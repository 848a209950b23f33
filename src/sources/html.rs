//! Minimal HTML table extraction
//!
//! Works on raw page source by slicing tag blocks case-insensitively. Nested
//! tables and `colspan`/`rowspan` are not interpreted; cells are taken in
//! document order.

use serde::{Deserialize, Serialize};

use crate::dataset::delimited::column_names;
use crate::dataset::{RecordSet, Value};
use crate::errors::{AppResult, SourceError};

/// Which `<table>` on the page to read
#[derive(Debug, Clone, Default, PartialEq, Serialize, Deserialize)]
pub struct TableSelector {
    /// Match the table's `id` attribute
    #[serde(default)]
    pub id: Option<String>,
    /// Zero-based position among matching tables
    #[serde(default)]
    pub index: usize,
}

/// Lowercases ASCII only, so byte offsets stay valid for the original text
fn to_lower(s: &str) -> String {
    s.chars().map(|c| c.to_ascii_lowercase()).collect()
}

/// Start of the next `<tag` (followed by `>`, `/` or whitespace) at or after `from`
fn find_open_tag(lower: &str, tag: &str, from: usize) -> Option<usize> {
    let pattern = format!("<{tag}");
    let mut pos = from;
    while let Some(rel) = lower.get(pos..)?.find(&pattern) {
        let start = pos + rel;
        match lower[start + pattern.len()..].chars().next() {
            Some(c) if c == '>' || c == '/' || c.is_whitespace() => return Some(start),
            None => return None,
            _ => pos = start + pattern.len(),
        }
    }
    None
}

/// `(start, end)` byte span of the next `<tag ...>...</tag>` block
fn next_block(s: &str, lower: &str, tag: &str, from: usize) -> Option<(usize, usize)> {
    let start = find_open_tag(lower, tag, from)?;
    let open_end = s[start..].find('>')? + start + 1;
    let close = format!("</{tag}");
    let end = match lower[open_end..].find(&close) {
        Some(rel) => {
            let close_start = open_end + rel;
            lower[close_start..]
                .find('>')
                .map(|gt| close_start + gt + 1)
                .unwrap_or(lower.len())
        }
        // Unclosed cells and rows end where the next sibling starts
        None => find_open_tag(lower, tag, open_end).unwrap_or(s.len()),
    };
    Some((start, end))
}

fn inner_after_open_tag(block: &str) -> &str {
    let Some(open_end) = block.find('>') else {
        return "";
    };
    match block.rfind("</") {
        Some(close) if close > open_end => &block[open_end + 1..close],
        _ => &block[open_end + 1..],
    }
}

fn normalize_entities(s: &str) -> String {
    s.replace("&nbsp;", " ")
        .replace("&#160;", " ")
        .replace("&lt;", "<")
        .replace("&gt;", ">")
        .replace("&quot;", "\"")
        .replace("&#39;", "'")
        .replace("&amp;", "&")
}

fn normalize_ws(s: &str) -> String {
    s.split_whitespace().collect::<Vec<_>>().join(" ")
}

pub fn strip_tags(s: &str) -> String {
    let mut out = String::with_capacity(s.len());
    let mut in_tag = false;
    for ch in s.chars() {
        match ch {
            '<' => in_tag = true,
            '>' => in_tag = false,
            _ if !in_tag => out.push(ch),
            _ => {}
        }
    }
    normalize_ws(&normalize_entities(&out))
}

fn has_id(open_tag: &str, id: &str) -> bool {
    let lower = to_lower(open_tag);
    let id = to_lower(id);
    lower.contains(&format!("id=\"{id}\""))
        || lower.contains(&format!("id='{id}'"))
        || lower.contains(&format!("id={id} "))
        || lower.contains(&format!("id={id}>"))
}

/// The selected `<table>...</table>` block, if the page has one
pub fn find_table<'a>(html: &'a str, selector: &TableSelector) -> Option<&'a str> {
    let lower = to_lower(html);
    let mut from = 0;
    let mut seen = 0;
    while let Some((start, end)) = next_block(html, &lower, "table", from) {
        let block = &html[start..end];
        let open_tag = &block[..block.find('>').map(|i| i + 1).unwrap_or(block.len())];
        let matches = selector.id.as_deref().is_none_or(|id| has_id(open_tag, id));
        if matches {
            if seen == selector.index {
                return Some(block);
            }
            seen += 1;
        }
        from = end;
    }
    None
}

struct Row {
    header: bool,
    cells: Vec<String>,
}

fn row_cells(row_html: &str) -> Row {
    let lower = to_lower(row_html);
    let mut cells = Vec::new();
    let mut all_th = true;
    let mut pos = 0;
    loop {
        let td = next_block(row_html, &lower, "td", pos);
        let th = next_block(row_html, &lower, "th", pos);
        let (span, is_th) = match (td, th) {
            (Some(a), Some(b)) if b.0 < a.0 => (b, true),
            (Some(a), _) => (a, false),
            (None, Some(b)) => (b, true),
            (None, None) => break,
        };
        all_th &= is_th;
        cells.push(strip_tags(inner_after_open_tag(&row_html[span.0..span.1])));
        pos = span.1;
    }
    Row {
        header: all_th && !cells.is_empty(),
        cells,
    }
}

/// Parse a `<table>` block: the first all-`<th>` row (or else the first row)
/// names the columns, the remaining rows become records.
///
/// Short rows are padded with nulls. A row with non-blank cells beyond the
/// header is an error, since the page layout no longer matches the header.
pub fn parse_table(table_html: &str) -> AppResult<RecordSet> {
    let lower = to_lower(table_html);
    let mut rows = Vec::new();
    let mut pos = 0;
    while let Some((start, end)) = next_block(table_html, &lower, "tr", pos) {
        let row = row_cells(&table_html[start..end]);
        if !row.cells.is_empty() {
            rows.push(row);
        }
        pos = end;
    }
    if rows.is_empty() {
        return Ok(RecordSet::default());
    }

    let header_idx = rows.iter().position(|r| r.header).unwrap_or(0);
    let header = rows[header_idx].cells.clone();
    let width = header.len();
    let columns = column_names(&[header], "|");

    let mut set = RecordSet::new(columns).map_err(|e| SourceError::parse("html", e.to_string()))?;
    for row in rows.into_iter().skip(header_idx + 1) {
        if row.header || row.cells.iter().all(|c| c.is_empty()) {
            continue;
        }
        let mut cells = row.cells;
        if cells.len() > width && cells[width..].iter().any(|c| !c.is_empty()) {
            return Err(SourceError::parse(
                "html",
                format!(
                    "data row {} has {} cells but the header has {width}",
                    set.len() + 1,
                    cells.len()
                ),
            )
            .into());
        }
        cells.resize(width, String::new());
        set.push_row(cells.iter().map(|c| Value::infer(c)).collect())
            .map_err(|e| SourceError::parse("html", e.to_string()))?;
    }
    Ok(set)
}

:::

_Required action_. Each line above where the word "return" occurs should be copied out.

_Result of this exercise_.
            Some(c) if c == '>' || c == '/' || c.is_whitespace() => return Some(start),
            None => return None,
        return "";
                return Some(block);
        return Ok(RecordSet::default());
            return Err(SourceError::parse(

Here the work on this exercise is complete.